**What to produce**
Repeat the entries that follow from start to finish, keeping every character.

Data items:

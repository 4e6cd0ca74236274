use serde::Serialize;

/// Successes out of trials for one variant.
#[derive(Debug, Clone, Copy, PartialEq, Eq, Serialize)]
pub struct Proportion {
    pub successes: u64,
    pub trials: u64,
}

impl Proportion {
    pub fn new(successes: u64, trials: u64) -> Self {
        // Platforms occasionally report more clicks than impressions; clamp so
        // the rate stays a probability.
        Self {
            successes: successes.min(trials),
            trials,
        }
    }

    pub fn rate(&self) -> Option<f64> {
        if self.trials == 0 {
            None
        } else {
            Some(self.successes as f64 / self.trials as f64)
        }
    }
}

#[derive(Debug, Clone, Copy, PartialEq, Serialize)]
pub struct Comparison {
    pub z: f64,
    /// Two-sided p-value.
    pub p_value: f64,
    pub significant: bool,
    /// Relative lift of `a` over `b`; `None` when `b` has a zero rate.
    pub lift: Option<f64>,
}

impl Comparison {
    fn none() -> Self {
        Self {
            z: 0.0,
            p_value: 1.0,
            significant: false,
            lift: None,
        }
    }
}

/// Pooled two-proportion z-test of `a` against `b`.
///
/// `confidence` is the confidence level (e.g. 0.95); the result is
/// significant when the two-sided p-value is below `1 - confidence`.
pub fn two_proportion_z_test(a: Proportion, b: Proportion, confidence: f64) -> Comparison {
    let (Some(ra), Some(rb)) = (a.rate(), b.rate()) else {
        return Comparison::none();
    };

    let lift = if rb > 0.0 { Some((ra - rb) / rb) } else { None };

    let n_a = a.trials as f64;
    let n_b = b.trials as f64;
    // Summed in f64: counters near u64::MAX must not overflow.
    let pooled = (a.successes as f64 + b.successes as f64) / (n_a + n_b);
    let se = (pooled * (1.0 - pooled) * (1.0 / n_a + 1.0 / n_b)).sqrt();
    if se == 0.0 || !se.is_finite() {
        // Both rates are 0 or both are 1: nothing to distinguish.
        return Comparison { lift, ..Comparison::none() };
    }

    let z = (ra - rb) / se;
    let p_value = (2.0 * (1.0 - normal_cdf(z.abs()))).clamp(0.0, 1.0);
    let alpha = 1.0 - confidence;

    Comparison {
        z,
        p_value,
        significant: p_value < alpha,
        lift,
    }
}

/// Standard normal CDF.
pub fn normal_cdf(x: f64) -> f64 {
    0.5 * (1.0 + erf(x / std::f64::consts::SQRT_2))
}

// Abramowitz & Stegun 7.1.26, |error| < 1.5e-7.
fn erf(x: f64) -> f64 {
    const A1: f64 = 0.254_829_592;
    const A2: f64 = -0.284_496_736;
    const A3: f64 = 1.421_413_741;
    const A4: f64 = -1.453_152_027;
    const A5: f64 = 1.061_405_429;
    const P: f64 = 0.327_591_1;

    let sign = if x < 0.0 { -1.0 } else { 1.0 };
    let x = x.abs();
    let t = 1.0 / (1.0 + P * x);
    let y = 1.0 - (((((A5 * t + A4) * t) + A3) * t + A2) * t + A1) * t * (-x * x).exp();
    sign * y
}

**Exercise output**
repository 4e6cd0ca74236274
use serde::Serialize;

/// Successes out of trials for one variant.
#[derive(Debug, Clone, Copy, PartialEq, Eq, Serialize)]
pub struct Proportion {
    pub successes: u64,
    pub trials: u64,
}

impl Proportion {
    pub fn new(successes: u64, trials: u64) -> Self {
        // Platforms occasionally report more clicks than impressions; clamp so
        // the rate stays a probability.
        Self {
            successes: successes.min(trials),
            trials,
        }
    }

    pub fn rate(&self) -> Option<f64> {
        if self.trials == 0 {
            None
        } else {
            Some(self.successes as f64 / self.trials as f64)
        }
    }
}

#[derive(Debug, Clone, Copy, PartialEq, Serialize)]
pub struct Comparison {
    pub z: f64,
    /// Two-sided p-value.
    pub p_value: f64,
    pub significant: bool,
    /// Relative lift of `a` over `b`; `None` when `b` has a zero rate.
    pub lift: Option<f64>,
}

impl Comparison {
    fn none() -> Self {
        Self {
            z: 0.0,
            p_value: 1.0,
            significant: false,
            lift: None,
        }
    }
}

/// Pooled two-proportion z-test of `a` against `b`.
///
/// `confidence` is the confidence level (e.g. 0.95); the result is
/// significant when the two-sided p-value is below `1 - confidence`.
pub fn two_proportion_z_test(a: Proportion, b: Proportion, confidence: f64) -> Comparison {
    let (Some(ra), Some(rb)) = (a.rate(), b.rate()) else {
        return Comparison::none();
    };

    let lift = if rb > 0.0 { Some((ra - rb) / rb) } else { None };

    let n_a = a.trials as f64;
    let n_b = b.trials as f64;
    // Summed in f64: counters near u64::MAX must not overflow.
    let pooled = (a.successes as f64 + b.successes as f64) / (n_a + n_b);
    let se = (pooled * (1.0 - pooled) * (1.0 / n_a + 1.0 / n_b)).sqrt();
    if se == 0.0 || !se.is_finite() {
        // Both rates are 0 or both are 1: nothing to distinguish.
        return Comparison { lift, ..Comparison::none() };
    }

    let z = (ra - rb) / se;
    let p_value = (2.0 * (1.0 - normal_cdf(z.abs()))).clamp(0.0, 1.0);
    let alpha = 1.0 - confidence;

    Comparison {
        z,
        p_value,
        significant: p_value < alpha,
        lift,
    }
}

/// Standard normal CDF.
pub fn normal_cdf(x: f64) -> f64 {
    0.5 * (1.0 + erf(x / std::f64::consts::SQRT_2))
}

// Abramowitz & Stegun 7.1.26, |error| < 1.5e-7.
fn erf(x: f64) -> f64 {
    const A1: f64 = 0.254_829_592;
    const A2: f64 = -0.284_496_736;
    const A3: f64 = 1.421_413_741;
    const A4: f64 = -1.453_152_027;
    const A5: f64 = 1.061_405_429;
    const P: f64 = 0.327_591_1;

    let sign = if x < 0.0 { -1.0 } else { 1.0 };
    let x = x.abs();
    let t = 1.0 / (1.0 + P * x);
    let y = 1.0 - (((((A5 * t + A4) * t) + A3) * t + A2) * t + A1) * t * (-x * x).exp();
    sign * y
}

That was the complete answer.